I think Redskins fans will be very happily surprised if we select Jones 21st overall or with our second round pick. I could see him having a similar impact on our run defense and pass rush as Preston Smith did last year; rising above more hyped rookies as the season wears on and he becomes accustomed to the pro game. One thing that worries me is Jones' maturity. My impression of him is a genuinely good-hearted guy that loves football and has tremendous natural talent; however I believe he needs a strong coaching support network to stay on track. I could see Jones having issues with maintaining a healthy weight and training regimen. This seemed to be an issue in college evidenced by the statistical swings between his freshman, sophomore, and junior years.
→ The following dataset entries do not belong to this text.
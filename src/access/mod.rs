//! # Access Requests
//!
//! Public access requests, the reviewer ledger and the consensus rule that
//! turns independent votes into a request status.

pub mod consensus;
pub mod errors;
pub mod request;
pub mod review;
pub mod service;

pub use consensus::{derive_status, Consensus, RequestStatus, Tally};
pub use errors::{AccessError, AccessResult};
pub use request::{
    AccessRequest, AccessRequestForm, NewAccessRequest, RequestDetail, RequestStore,
    RequestSummary,
};
pub use review::{Decision, Review, ReviewForm, ReviewLedger, ReviewOutcome};
pub use service::AccessService;
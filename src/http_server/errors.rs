//! API Errors
//!
//! The error taxonomy every endpoint reports in, and its mapping to HTTP.
//! Conflicts (duplicate username, duplicate review, self-deletion) are
//! reported as 400 like validation failures.

use axum::{
    extract::rejection::{JsonRejection, PathRejection},
    http::StatusCode,
    response::{IntoResponse, Response},
    Json,
};
use serde::Serialize;
use thiserror::Error;
use tracing::error;

use crate::access::AccessError;
use crate::auth::AuthError;
use crate::occupancy::OccupancyError;

#[derive(Debug, Error)]
pub enum ApiError {
    /// Malformed or missing input
    #[error("{0}")]
    Validation(String),

    /// Missing, invalid or expired session
    #[error("{0}")]
    Auth(String),

    /// Referenced entity absent
    #[error("{0}")]
    NotFound(String),

    /// Duplicate or self-referential operation
    #[error("{0}")]
    Conflict(String),

    /// Storage failure. The detail is logged, never returned.
    #[error("{0}")]
    Internal(String),
}

#[derive(Debug, Serialize)]
pub struct ErrorResponse {
    pub error: String,
    pub code: u16,
}

impl ApiError {
    pub fn status_code(&self) -> StatusCode {
        match self {
            ApiError::Validation(_) | ApiError::Conflict(_) => StatusCode::BAD_REQUEST,
            ApiError::Auth(_) => StatusCode::UNAUTHORIZED,
            ApiError::NotFound(_) => StatusCode::NOT_FOUND,
            ApiError::Internal(_) => StatusCode::INTERNAL_SERVER_ERROR,
        }
    }
}

impl IntoResponse for ApiError {
    fn into_response(self) -> Response {
        let status = self.status_code();
        let message = match self {
            ApiError::Internal(detail) => {
                error!(error = %detail, "Request failed");
                "Internal server error".to_string()
            }
            other => other.to_string(),
        };

        let body = ErrorResponse {
            error: message,
            code: status.as_u16(),
        };
        (status, Json(body)).into_response()
    }
}

impl ApiError {
    /// Categorize a subsystem error by the HTTP status it declares
    fn from_status(code: u16, message: String) -> Self {
        match code {
            401 => ApiError::Auth(message),
            404 => ApiError::NotFound(message),
            code if code >= 500 => ApiError::Internal(message),
            _ => ApiError::Validation(message),
        }
    }
}

impl From<AuthError> for ApiError {
    fn from(err: AuthError) -> Self {
        match err {
            AuthError::UsernameTaken | AuthError::SelfRemoval => ApiError::Conflict(err.to_string()),
            other => ApiError::from_status(other.status_code(), other.to_string()),
        }
    }
}

impl From<AccessError> for ApiError {
    fn from(err: AccessError) -> Self {
        match err {
            AccessError::AlreadyReviewed => ApiError::Conflict(err.to_string()),
            AccessError::RequestNotFound(_) => ApiError::NotFound("Request not found".to_string()),
            other => ApiError::from_status(other.status_code(), other.to_string()),
        }
    }
}

impl From<OccupancyError> for ApiError {
    fn from(err: OccupancyError) -> Self {
        ApiError::Internal(err.to_string())
    }
}

impl From<JsonRejection> for ApiError {
    fn from(rejection: JsonRejection) -> Self {
        ApiError::Validation(rejection.body_text())
    }
}

impl From<PathRejection> for ApiError {
    fn from(rejection: PathRejection) -> Self {
        ApiError::Validation(rejection.body_text())
    }
}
Scot and the front office brass need to be confident in their ability to help Jones grow if they're going to invest a high draft pick. Jones has the potential to replace Hatcher's vital role of the pass-rushing 5-tech defensive end in our 3-4 Under front. A three man line of Chris Baker, Chris Jones, and our yet-to-be-named nose tackle (Vernon Butler in the 2nd or DJ Reader in the 3rd, anyone?) could be a fearsome trio for years to come.